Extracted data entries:
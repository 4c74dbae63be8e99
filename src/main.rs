use std::path::{Path, PathBuf};
use std::time::{Duration, Instant};

use anyhow::{bail, Context};
use clap::{Parser, Subcommand, ValueEnum};
use log::{info, warn};

use beatgrid::analysis::{chop_regions, detect_buffer_bpm};
use beatgrid::audio::{self, SampleBuffer, SampleCache};
use beatgrid::pipeline::{persistence, ProjectState, Sample};
use beatgrid::render::{self, RenderMode};
use beatgrid::shared::{ChannelId, SAMPLE_RATE};
use beatgrid::synth::{synthesize_to_wav, MultiOscillatorParams, Preset};
use beatgrid::Middle;

#[derive(Parser, Debug)]
#[command(name = "beatgrid")]
#[command(version = env!("CARGO_PKG_VERSION"))]
#[command(about = "Step-sequencer drum machine engine", long_about = None)]
struct Cli {
    #[command(subcommand)]
    command: Command,
}

#[derive(Subcommand, Debug)]
enum Command {
    /// Play the project's current pattern through the audio device
    Play {
        #[arg(value_name = "DIR", default_value = ".")]
        project_dir: PathBuf,

        /// Stop after this many seconds instead of waiting for Enter
        #[arg(long)]
        seconds: Option<f64>,
    },

    /// Render the song arrangement to WAV files
    Export {
        #[arg(value_name = "DIR", default_value = ".")]
        project_dir: PathBuf,

        #[arg(long, value_enum, default_value_t = ExportMode::Mix)]
        mode: ExportMode,

        /// Channel id for `--mode stem`
        #[arg(long)]
        channel: Option<u32>,

        /// Output directory (defaults to <DIR>/export)
        #[arg(short, long)]
        out: Option<PathBuf>,
    },

    /// Synthesize a preset or a JSON patch to a mono WAV
    Synth {
        /// kick, snare, hihat, clap, bass or lead
        #[arg(value_name = "PRESET", required_unless_present = "params")]
        preset: Option<String>,

        /// JSON file with oscillator parameters
        #[arg(long, value_name = "FILE")]
        params: Option<PathBuf>,

        #[arg(long)]
        duration_ms: Option<f64>,

        #[arg(short, long)]
        out: PathBuf,
    },

    /// Estimate the tempo of a WAV loop
    Bpm {
        #[arg(value_name = "FILE")]
        file: PathBuf,

        /// Beats per suggested chop slice
        #[arg(long, default_value_t = 1.0)]
        beats: f64,
    },
}

#[derive(Clone, Copy, Debug, PartialEq, Eq, ValueEnum)]
enum ExportMode {
    Mix,
    Stems,
    Stem,
}

fn main() {
    env_logger::Builder::from_env(env_logger::Env::default().default_filter_or("info"))
        .format_timestamp(None)
        .init();

    if let Err(e) = run(Cli::parse()) {
        eprintln!("Error: {e:#}");
        std::process::exit(1);
    }
}

fn run(cli: Cli) -> anyhow::Result<()> {
    match cli.command {
        Command::Play { project_dir, seconds } => play(&project_dir, seconds),
        Command::Export { project_dir, mode, channel, out } => {
            let mode = match (mode, channel) {
                (ExportMode::Mix, _) => RenderMode::Mix,
                (ExportMode::Stems, _) => RenderMode::Stems,
                (ExportMode::Stem, Some(id)) => RenderMode::Stem(ChannelId(id)),
                (ExportMode::Stem, None) => bail!("--mode stem needs --channel"),
            };
            let out = out.unwrap_or_else(|| project_dir.join("export"));
            export(&project_dir, mode, &out)
        }
        Command::Synth { preset, params, duration_ms, out } => synth(preset, params, duration_ms, &out),
        Command::Bpm { file, beats } => bpm(&file, beats),
    }
}

fn load_state(project_dir: &Path) -> anyhow::Result<ProjectState> {
    if let Some(state) = persistence::load_project(project_dir) {
        return Ok(state);
    }
    // fresh project: one channel per WAV in the directory
    let mut state = ProjectState::default();
    let wavs = persistence::index_wav_files(project_dir)
        .with_context(|| format!("cannot read {}", project_dir.display()))?;
    let mut next = 0;
    for path in wavs {
        let duration_ms = match hound::WavReader::open(&path) {
            Ok(r) => r.duration() as f64 * 1000.0 / r.spec().sample_rate.max(1) as f64,
            Err(e) => {
                warn!("skipping {}: {e}", path.display());
                continue;
            }
        };
        if next >= state.channels.len() {
            state.add_channel();
        }
        let ch = &mut state.channels[next];
        if let Some(stem) = path.file_stem() {
            ch.name = stem.to_string_lossy().into_owned();
        }
        ch.sample = Some(Sample::new(path.to_string_lossy(), duration_ms));
        next += 1;
    }
    Ok(state)
}

fn play(project_dir: &Path, seconds: Option<f64>) -> anyhow::Result<()> {
    let config = persistence::load_config(project_dir);
    let state = load_state(project_dir)?;
    let sink = audio::open_sink(&config.audio);
    let mut middle = Middle::new(state, config, sink).context("failed to start timing thread")?;

    let loaded = middle.restore_samples();
    info!("{loaded} sample(s) loaded, playing at {} BPM", middle.state.sequencer.bpm);

    let (quit_tx, quit_rx) = crossbeam_channel::bounded::<()>(1);
    if seconds.is_none() {
        std::thread::spawn(move || {
            let mut line = String::new();
            let _ = std::io::stdin().read_line(&mut line);
            let _ = quit_tx.send(());
        });
        info!("press Enter to stop");
    }
    let deadline = seconds.map(|s| Instant::now() + Duration::from_secs_f64(s.max(0.0)));

    middle.play();
    loop {
        middle.pump_timeout(Duration::from_millis(10));
        if quit_rx.try_recv().is_ok() || deadline.is_some_and(|d| Instant::now() >= d) {
            break;
        }
    }
    middle.stop();

    persistence::save_project(project_dir, &middle.state).context("failed to save project")?;
    Ok(())
}

fn export(project_dir: &Path, mode: RenderMode, out: &Path) -> anyhow::Result<()> {
    let config = persistence::load_config(project_dir);
    let mut state = load_state(project_dir)?;
    if state.scenes.is_empty() {
        warn!("no scenes saved, exporting the current pattern");
        state.capture_scene("current");
    }

    let cache = SampleCache::new(config.render.sample_rate);
    let renders = render::render_song(&state.song_scenes(), &state.channels, mode, &config.render, &cache)
        .context("failed to render song")?;
    let paths = render::export_wavs(out, &renders, config.render.sample_rate)
        .with_context(|| format!("failed to write WAVs to {}", out.display()))?;
    info!("wrote {} file(s) to {}", paths.len(), out.display());
    Ok(())
}

fn synth(preset: Option<String>, params: Option<PathBuf>, duration_ms: Option<f64>, out: &Path) -> anyhow::Result<()> {
    let mut patch: MultiOscillatorParams = match (params, preset) {
        (Some(path), _) => {
            let json = std::fs::read_to_string(&path)
                .with_context(|| format!("cannot read {}", path.display()))?;
            serde_json::from_str(&json).with_context(|| format!("bad patch in {}", path.display()))?
        }
        (None, Some(name)) => match Preset::from_name(&name) {
            Some(p) => p.params(),
            None => bail!("unknown preset {name:?}"),
        },
        (None, None) => bail!("give a preset name or --params"),
    };
    if let Some(ms) = duration_ms {
        patch.duration_ms = ms;
    }

    let bytes = synthesize_to_wav(&patch).context("failed to encode WAV")?;
    std::fs::write(out, bytes).with_context(|| format!("cannot write {}", out.display()))?;
    info!("wrote {} ({} samples)", out.display(), patch.sample_count());
    Ok(())
}

fn bpm(file: &Path, beats: f64) -> anyhow::Result<()> {
    let buffer = SampleBuffer::load_wav(file, SAMPLE_RATE)?;
    let Some(bpm) = detect_buffer_bpm(&buffer) else {
        println!("no clear tempo in {}", file.display());
        return Ok(());
    };
    println!("{bpm:.1} BPM");
    for (i, (start, end)) in chop_regions(buffer.duration_ms(), bpm, beats).iter().enumerate() {
        println!("  slice {i:>2}: {start:>8.1}ms .. {end:>8.1}ms");
    }
    Ok(())
}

Aim of the task — Lines above holding "Instant": give their count, nothing more.

Response to this exercise — 3